Please copy each line of the records below that holds the word "Debug".

Dataset entries:
--- START ---
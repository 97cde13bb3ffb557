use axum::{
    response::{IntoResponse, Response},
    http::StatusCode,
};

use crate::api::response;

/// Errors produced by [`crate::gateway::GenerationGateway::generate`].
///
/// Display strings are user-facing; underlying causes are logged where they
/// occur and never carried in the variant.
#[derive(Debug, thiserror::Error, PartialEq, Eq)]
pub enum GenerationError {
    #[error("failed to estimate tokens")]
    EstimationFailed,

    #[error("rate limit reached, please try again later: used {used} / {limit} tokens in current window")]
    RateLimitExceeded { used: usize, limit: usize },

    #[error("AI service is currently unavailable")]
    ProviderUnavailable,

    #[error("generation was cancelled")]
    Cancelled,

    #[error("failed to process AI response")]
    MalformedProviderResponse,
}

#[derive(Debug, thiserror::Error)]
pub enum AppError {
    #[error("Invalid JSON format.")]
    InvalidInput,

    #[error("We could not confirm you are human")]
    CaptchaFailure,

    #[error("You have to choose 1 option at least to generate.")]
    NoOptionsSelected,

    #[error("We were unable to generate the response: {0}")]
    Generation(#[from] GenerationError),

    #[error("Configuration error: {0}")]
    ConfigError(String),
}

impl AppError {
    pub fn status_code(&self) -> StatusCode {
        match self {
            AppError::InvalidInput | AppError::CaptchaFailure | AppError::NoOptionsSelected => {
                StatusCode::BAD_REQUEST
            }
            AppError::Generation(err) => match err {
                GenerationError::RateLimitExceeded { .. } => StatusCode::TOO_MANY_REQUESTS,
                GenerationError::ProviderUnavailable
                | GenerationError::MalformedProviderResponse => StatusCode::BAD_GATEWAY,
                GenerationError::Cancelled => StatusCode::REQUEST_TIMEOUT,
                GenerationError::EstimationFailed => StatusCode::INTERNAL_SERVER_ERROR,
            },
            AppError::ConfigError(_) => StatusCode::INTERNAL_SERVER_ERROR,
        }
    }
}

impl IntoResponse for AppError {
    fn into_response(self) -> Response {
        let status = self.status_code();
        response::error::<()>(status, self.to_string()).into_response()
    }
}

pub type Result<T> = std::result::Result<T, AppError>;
--- END ---
--- Completed exercise ---
#[derive(Debug, thiserror::Error, PartialEq, Eq)]
#[derive(Debug, thiserror::Error)]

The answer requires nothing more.